*** DATA FOR THIS EXERCISE ***

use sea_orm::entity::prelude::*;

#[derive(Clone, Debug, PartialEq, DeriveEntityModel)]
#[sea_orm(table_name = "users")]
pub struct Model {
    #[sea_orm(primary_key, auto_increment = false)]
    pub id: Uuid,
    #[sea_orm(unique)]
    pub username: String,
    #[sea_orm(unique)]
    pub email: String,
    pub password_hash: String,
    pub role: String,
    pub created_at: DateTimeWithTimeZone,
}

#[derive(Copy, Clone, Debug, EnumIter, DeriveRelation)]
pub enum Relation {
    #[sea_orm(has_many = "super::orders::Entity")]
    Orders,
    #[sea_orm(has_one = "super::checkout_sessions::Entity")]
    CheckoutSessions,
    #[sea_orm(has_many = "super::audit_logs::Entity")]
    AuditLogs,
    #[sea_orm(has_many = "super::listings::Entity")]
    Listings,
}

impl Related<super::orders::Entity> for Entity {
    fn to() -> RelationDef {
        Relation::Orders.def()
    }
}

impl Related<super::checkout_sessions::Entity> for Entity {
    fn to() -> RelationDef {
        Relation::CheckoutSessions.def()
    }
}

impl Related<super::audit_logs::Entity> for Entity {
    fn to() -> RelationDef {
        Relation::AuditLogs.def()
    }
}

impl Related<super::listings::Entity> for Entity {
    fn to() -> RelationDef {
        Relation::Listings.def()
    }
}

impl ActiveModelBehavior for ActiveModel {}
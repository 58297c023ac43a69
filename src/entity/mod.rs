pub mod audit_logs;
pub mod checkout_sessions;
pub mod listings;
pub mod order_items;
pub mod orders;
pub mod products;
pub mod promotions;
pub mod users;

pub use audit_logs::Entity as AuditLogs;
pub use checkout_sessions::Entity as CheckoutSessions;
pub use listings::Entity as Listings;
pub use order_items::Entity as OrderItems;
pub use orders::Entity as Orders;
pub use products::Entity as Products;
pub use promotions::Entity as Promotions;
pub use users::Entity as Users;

***
*** DATA FOR THIS EXERCISE ***

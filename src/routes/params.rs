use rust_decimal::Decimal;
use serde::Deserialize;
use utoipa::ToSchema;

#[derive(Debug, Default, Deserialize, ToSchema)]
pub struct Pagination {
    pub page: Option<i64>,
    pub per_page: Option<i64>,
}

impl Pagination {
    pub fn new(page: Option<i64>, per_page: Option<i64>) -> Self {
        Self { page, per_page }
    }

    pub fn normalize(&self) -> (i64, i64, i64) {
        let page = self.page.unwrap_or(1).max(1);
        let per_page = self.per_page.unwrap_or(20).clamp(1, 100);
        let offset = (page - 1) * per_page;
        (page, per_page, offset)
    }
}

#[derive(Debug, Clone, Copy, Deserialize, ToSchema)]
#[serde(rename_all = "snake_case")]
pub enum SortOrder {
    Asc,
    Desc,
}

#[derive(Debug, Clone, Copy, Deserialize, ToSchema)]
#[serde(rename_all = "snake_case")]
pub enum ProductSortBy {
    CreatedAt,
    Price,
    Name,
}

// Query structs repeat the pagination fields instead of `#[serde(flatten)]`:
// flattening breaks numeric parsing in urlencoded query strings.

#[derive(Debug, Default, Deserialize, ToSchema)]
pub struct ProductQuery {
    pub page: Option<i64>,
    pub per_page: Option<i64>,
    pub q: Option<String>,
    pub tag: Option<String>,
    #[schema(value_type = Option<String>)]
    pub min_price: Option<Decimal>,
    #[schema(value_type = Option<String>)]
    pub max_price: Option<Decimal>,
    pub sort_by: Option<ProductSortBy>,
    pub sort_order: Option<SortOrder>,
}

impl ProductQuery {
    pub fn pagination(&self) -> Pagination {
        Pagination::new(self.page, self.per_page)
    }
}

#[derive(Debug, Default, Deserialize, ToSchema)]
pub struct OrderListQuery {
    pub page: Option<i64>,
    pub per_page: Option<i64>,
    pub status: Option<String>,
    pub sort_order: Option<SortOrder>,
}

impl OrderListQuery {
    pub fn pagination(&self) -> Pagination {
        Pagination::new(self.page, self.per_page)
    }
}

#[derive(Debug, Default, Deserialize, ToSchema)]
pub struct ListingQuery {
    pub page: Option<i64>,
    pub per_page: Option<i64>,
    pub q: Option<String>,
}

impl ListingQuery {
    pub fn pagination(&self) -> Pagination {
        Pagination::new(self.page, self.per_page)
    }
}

***

— TASK BRIEF —
In the data above, find each line that uses the string "Related". Copy it.

— YOUR RESPONSE —
impl Related<super::orders::Entity> for Entity {
impl Related<super::checkout_sessions::Entity> for Entity {
impl Related<super::audit_logs::Entity> for Entity {
impl Related<super::listings::Entity> for Entity {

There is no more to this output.